Monday, October 20, 2008

Waiting for the Second Coming... of Reagan?

Michael Gerson laments the collapse of John McCain's campaign, in a piece that is 80% of the way to reading like a parody.
For all their talk about respecting the constraints of reality, conservatives generally hold to the great man theory of history. It is leftists who embrace economic determinism. Conservatives read biographies of Winston Churchill and wait in constant expectation for the second coming of Ronald Reagan. Charisma and truth, in this view, can always overwhelm material conditions.

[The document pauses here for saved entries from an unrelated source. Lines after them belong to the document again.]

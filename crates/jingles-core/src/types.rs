//! Core types for jingles-core.
//!
//! [`EntityKind`] enumerates the node kinds of the catalogue graph and owns
//! the fixed kind → label and kind → ID-prefix tables.

use std::str::FromStr;

use serde::{Deserialize, Serialize};

use crate::error::EntityKindError;

/// A node kind in the catalogue graph.
#[derive(Debug, Clone, Copy, PartialEq, Eq, PartialOrd, Ord, Hash, Serialize, Deserialize)]
#[serde(rename_all = "lowercase")]
pub enum EntityKind {
    /// A short musical performance excerpt.
    Jingle,
    /// A source episode/video jingles are extracted from.
    Fabrica,
    /// The canonical song a jingle is a version of.
    Cancion,
    /// A performer, author or contributor.
    Artista,
    /// A thematic tag applied to jingles.
    Tematica,
    /// A user account.
    Usuario,
}

impl EntityKind {
    /// Every kind, in schema order.
    pub const ALL: [EntityKind; 6] = [
        EntityKind::Jingle,
        EntityKind::Fabrica,
        EntityKind::Cancion,
        EntityKind::Artista,
        EntityKind::Tematica,
        EntityKind::Usuario,
    ];

    /// Node label used in graph statements.
    pub fn label(self) -> &'static str {
        match self {
            EntityKind::Jingle => "Jingle",
            EntityKind::Fabrica => "Fabrica",
            EntityKind::Cancion => "Cancion",
            EntityKind::Artista => "Artista",
            EntityKind::Tematica => "Tematica",
            EntityKind::Usuario => "Usuario",
        }
    }

    /// Single-character prefix of generated IDs.
    pub fn prefix(self) -> char {
        match self {
            EntityKind::Jingle => 'j',
            EntityKind::Fabrica => 'f',
            EntityKind::Cancion => 'c',
            EntityKind::Artista => 'a',
            EntityKind::Tematica => 't',
            EntityKind::Usuario => 'u',
        }
    }

    pub fn from_prefix(prefix: char) -> Option<EntityKind> {
        Self::ALL.into_iter().find(|kind| kind.prefix() == prefix)
    }

    fn name(self) -> &'static str {
        match self {
            EntityKind::Jingle => "jingle",
            EntityKind::Fabrica => "fabrica",
            EntityKind::Cancion => "cancion",
            EntityKind::Artista => "artista",
            EntityKind::Tematica => "tematica",
            EntityKind::Usuario => "usuario",
        }
    }
}

impl std::fmt::Display for EntityKind {
    fn fmt(&self, f: &mut std::fmt::Formatter<'_>) -> std::fmt::Result {
        f.write_str(self.name())
    }
}

impl FromStr for EntityKind {
    type Err = EntityKindError;

    /// Accepts the lowercase name, the label, or the plural, case-insensitively.
    fn from_str(s: &str) -> Result<Self, Self::Err> {
        match s.trim().to_ascii_lowercase().as_str() {
            "jingle" | "jingles" => Ok(EntityKind::Jingle),
            "fabrica" | "fabricas" => Ok(EntityKind::Fabrica),
            "cancion" | "canciones" => Ok(EntityKind::Cancion),
            "artista" | "artistas" => Ok(EntityKind::Artista),
            "tematica" | "tematicas" => Ok(EntityKind::Tematica),
            "usuario" | "usuarios" => Ok(EntityKind::Usuario),
            _ => Err(EntityKindError::Unknown(s.to_string())),
        }
    }
}
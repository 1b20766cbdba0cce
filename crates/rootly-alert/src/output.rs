//! Action outputs.

use std::fs::OpenOptions;
use std::io::Write;
use std::path::PathBuf;

use tracing::debug;

use crate::error::AlertError;

/// Name of the output carrying the created alert's identifier.
pub const ALERT_ID_OUTPUT: &str = "alert-id";

/// Environment variable naming the runner's output file.
const ENV_GITHUB_OUTPUT: &str = "GITHUB_OUTPUT";

/// Delimiter for multi-line output values.
const MULTILINE_DELIMITER: &str = "ROOTLY_ALERT_OUTPUT_EOF";

/// Where action outputs are written.
#[derive(Debug, Clone, PartialEq, Eq)]
pub enum ActionOutput {
    /// Append `name=value` lines to the runner's output file.
    File(PathBuf),
    /// Print values on stdout.
    Stdout,
}

impl ActionOutput {
    /// Use `GITHUB_OUTPUT` when set, stdout otherwise.
    #[must_use]
    pub fn from_env() -> Self {
        match std::env::var_os(ENV_GITHUB_OUTPUT) {
            Some(path) if !path.is_empty() => Self::File(PathBuf::from(path)),
            _ => Self::Stdout,
        }
    }

    /// Publish an output value.
    ///
    /// # Errors
    /// Returns error if the output file cannot be written, or if a multi-line
    /// value contains the heredoc delimiter.
    pub fn set(&self, name: &str, value: &str) -> Result<(), AlertError> {
        match self {
            Self::File(path) => {
                let entry = format_entry(name, value)?;
                let mut file = OpenOptions::new().create(true).append(true).open(path)?;
                file.write_all(entry.as_bytes())?;
                debug!(name = %name, path = %path.display(), "Wrote action output");
            }
            Self::Stdout => println!("{value}"),
        }
        Ok(())
    }
}

/// Format one output-file entry, using heredoc syntax for multi-line values.
fn format_entry(name: &str, value: &str) -> Result<String, AlertError> {
    if !value.contains('\n') && !value.contains('\r') {
        return Ok(format!("{name}={value}\n"));
    }
    if value.contains(MULTILINE_DELIMITER) {
        return Err(AlertError::Config(format!(
            "output '{name}' contains the reserved delimiter {MULTILINE_DELIMITER}"
        )));
    }
    Ok(format!(
        "{name}<<{MULTILINE_DELIMITER}\n{value}\n{MULTILINE_DELIMITER}\n"
    ))
}
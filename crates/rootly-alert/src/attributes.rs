//! Attribute map serialized into the alert request body.

use std::collections::btree_map::Entry;
use std::collections::BTreeMap;

use serde::Serialize;

use crate::labels::Label;

/// A single alert attribute value.
#[derive(Debug, Clone, PartialEq, Eq, Serialize)]
#[serde(untagged)]
pub enum AttributeValue {
    Text(String),
    List(Vec<String>),
    Flag(bool),
    Labels(Vec<Label>),
}

impl From<String> for AttributeValue {
    fn from(value: String) -> Self {
        Self::Text(value)
    }
}

impl From<&str> for AttributeValue {
    fn from(value: &str) -> Self {
        Self::Text(value.to_string())
    }
}

impl From<bool> for AttributeValue {
    fn from(value: bool) -> Self {
        Self::Flag(value)
    }
}

impl From<Vec<String>> for AttributeValue {
    fn from(value: Vec<String>) -> Self {
        Self::List(value)
    }
}

impl From<Vec<Label>> for AttributeValue {
    fn from(value: Vec<Label>) -> Self {
        Self::Labels(value)
    }
}

/// Alert attributes keyed by their API field name.
pub type AttributeMap = BTreeMap<String, AttributeValue>;

/// Items that may be blank and are dropped before being sent.
pub trait Blank {
    /// Whether the item carries nothing worth sending.
    fn is_blank(&self) -> bool;
}

impl Blank for String {
    fn is_blank(&self) -> bool {
        self.trim().is_empty()
    }
}

impl Blank for Label {
    fn is_blank(&self) -> bool {
        !self.is_valid()
    }
}

/// Attach the non-blank `items` under `key`.
///
/// Nothing is attached when `items` is absent or every item is blank, and an
/// existing entry under `key` is never replaced. Surviving items are kept
/// as given, without trimming.
pub fn attach_non_blank<T>(items: Option<&[T]>, key: &str, target: &mut AttributeMap)
where
    T: Blank + Clone,
    AttributeValue: From<Vec<T>>,
{
    let Some(items) = items else {
        return;
    };

    let kept: Vec<T> = items.iter().filter(|item| !item.is_blank()).cloned().collect();
    if kept.is_empty() {
        return;
    }

    if let Entry::Vacant(entry) = target.entry(key.to_string()) {
        entry.insert(AttributeValue::from(kept));
    }
}

/// Attach a scalar under `key` when it is present and non-empty.
pub fn attach_non_empty(value: Option<&str>, key: &str, target: &mut AttributeMap) {
    match value {
        Some(value) if !value.is_empty() => {
            target
                .entry(key.to_string())
                .or_insert_with(|| AttributeValue::from(value));
        }
        _ => {}
    }
}
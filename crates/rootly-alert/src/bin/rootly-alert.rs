//! rootly-alert - create a Rootly alert from workflow inputs.

use std::process::ExitCode;
use std::sync::Arc;

use anyhow::{Context, Result};
use clap::Parser;
use tracing::info;
use tracing_subscriber::EnvFilter;

use rootly_alert::{
    run_action, ActionInputs, ActionOutput, Diagnostics, RootlyClient, TracingDiagnostics,
    WorkflowCommands, ALERT_ID_OUTPUT, API_BASE_URL,
};

/// Create a Rootly alert, resolving names to Rootly identifiers.
#[derive(Parser)]
#[command(name = "rootly-alert")]
#[command(about = "Create a Rootly alert from workflow inputs")]
struct Cli {
    /// Rootly API host (or set `ROOTLY_API_URL` env var).
    #[arg(long, env = "ROOTLY_API_URL", default_value = API_BASE_URL)]
    api_url: String,

    /// Enable verbose logging.
    #[arg(short, long, default_value = "false")]
    verbose: bool,

    /// Set to "1" by the runner when step debugging is on.
    #[arg(long, env = "RUNNER_DEBUG", default_value = "", hide = true)]
    runner_debug: String,

    /// Set to "true" when running inside GitHub Actions.
    #[arg(long, env = "GITHUB_ACTIONS", default_value = "", hide = true)]
    github_actions: String,

    #[command(flatten)]
    inputs: ActionInputs,
}

#[tokio::main]
async fn main() -> ExitCode {
    let cli = Cli::parse();

    // Initialize logging on stderr; stdout carries workflow commands
    let level = if cli.verbose || cli.runner_debug == "1" {
        "debug"
    } else {
        "info"
    };
    let filter = EnvFilter::try_from_default_env().unwrap_or_else(|_| EnvFilter::new(level));
    tracing_subscriber::fmt()
        .with_env_filter(filter)
        .with_writer(std::io::stderr)
        .init();

    let diagnostics: Arc<dyn Diagnostics> = if cli.github_actions == "true" {
        Arc::new(WorkflowCommands)
    } else {
        Arc::new(TracingDiagnostics)
    };

    match create_alert(&cli, Arc::clone(&diagnostics)).await {
        Ok(()) => ExitCode::SUCCESS,
        Err(e) => {
            diagnostics.error(&format!("{e:#}"));
            ExitCode::FAILURE
        }
    }
}

async fn create_alert(cli: &Cli, diagnostics: Arc<dyn Diagnostics>) -> Result<()> {
    let client = RootlyClient::with_base_url(&cli.api_url, &cli.inputs.api_key, Arc::clone(&diagnostics))
        .context("Failed to create Rootly client")?;

    let alert_id = run_action(&client, &cli.inputs, diagnostics.as_ref()).await?;
    info!(alert_id = %alert_id, "Alert request finished");

    ActionOutput::from_env()
        .set(ALERT_ID_OUTPUT, &alert_id)
        .context("Failed to write alert-id output")?;

    Ok(())
}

And this often leads to the small man theory of electoral setbacks. A losing Republican is not merely unfortunate; he must be incompetent, politically blind, and betrayed by his bumbling underlings. If he is not a winner, he is a fool.
This reminds me a bit of the evolution I've seen in a lot of idealistic people who become fascinated with politics at too young an age. The first time he votes, he's backing the great leader of the best party - the man who is going to save the country. A few elections later he's voting for "the lesser of two evils" and hoping that a great man emerges for the next election. A few elections after that, and he's realized that you have only two choices - picking "the lesser of two evils" or not voting. The candidates are human, and humans are flawed. The parties are flawed. The system is flawed. And you gotta live with it.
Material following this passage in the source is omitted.